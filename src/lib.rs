//! # postbox
//!
//! Users and their posts, stored in MongoDB and served over HTTP.
//!
//! ## Layers
//!
//! - **HTTP**: [`Router`] (one `matchit` radix tree per method) and [`Server`]
//!   (hyper, HTTP/1.1 + HTTP/2, graceful shutdown on SIGTERM / Ctrl-C).
//! - **API**: [`api::routes`] wires the user and post handlers into a router.
//! - **Store**: the [`store::Store`] trait, implemented by
//!   [`store::MongoStore`] over one long-lived client shared by all requests.
//!
//! ## Quick start
//!
//! ```rust,no_run
//! use std::sync::Arc;
//! use postbox::{api, store::MongoStore, Server};
//!
//! #[tokio::main]
//! async fn main() -> anyhow::Result<()> {
//!     let store = MongoStore::connect("mongodb://localhost:27017", "appointydb").await?;
//!     let app = api::routes(Arc::new(store));
//!
//!     Server::bind("127.0.0.1:8080".parse()?).await?.serve(app).await?;
//!     Ok(())
//! }
//! ```

mod error;
mod handler;
mod method;
mod middleware;
mod request;
mod response;
mod router;
mod server;
mod status;

pub mod api;
pub mod config;
pub mod health;
pub mod logging;
pub mod models;
pub mod store;

pub use error::Error;
pub use handler::Handler;
pub use method::{Method, UnknownMethod};
pub use request::Request;
pub use response::{IntoResponse, Response, ResponseBuilder};
pub use router::Router;
pub use server::Server;
pub use status::Status;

....

> **Exercise details**: Using the records above, filter out every line that lacks the string "await" and copy the rest.

> **Solution to this task**:
//!     let store = MongoStore::connect("mongodb://localhost:27017", "appointydb").await?;
//!     Server::bind("127.0.0.1:8080".parse()?).await?.serve(app).await?;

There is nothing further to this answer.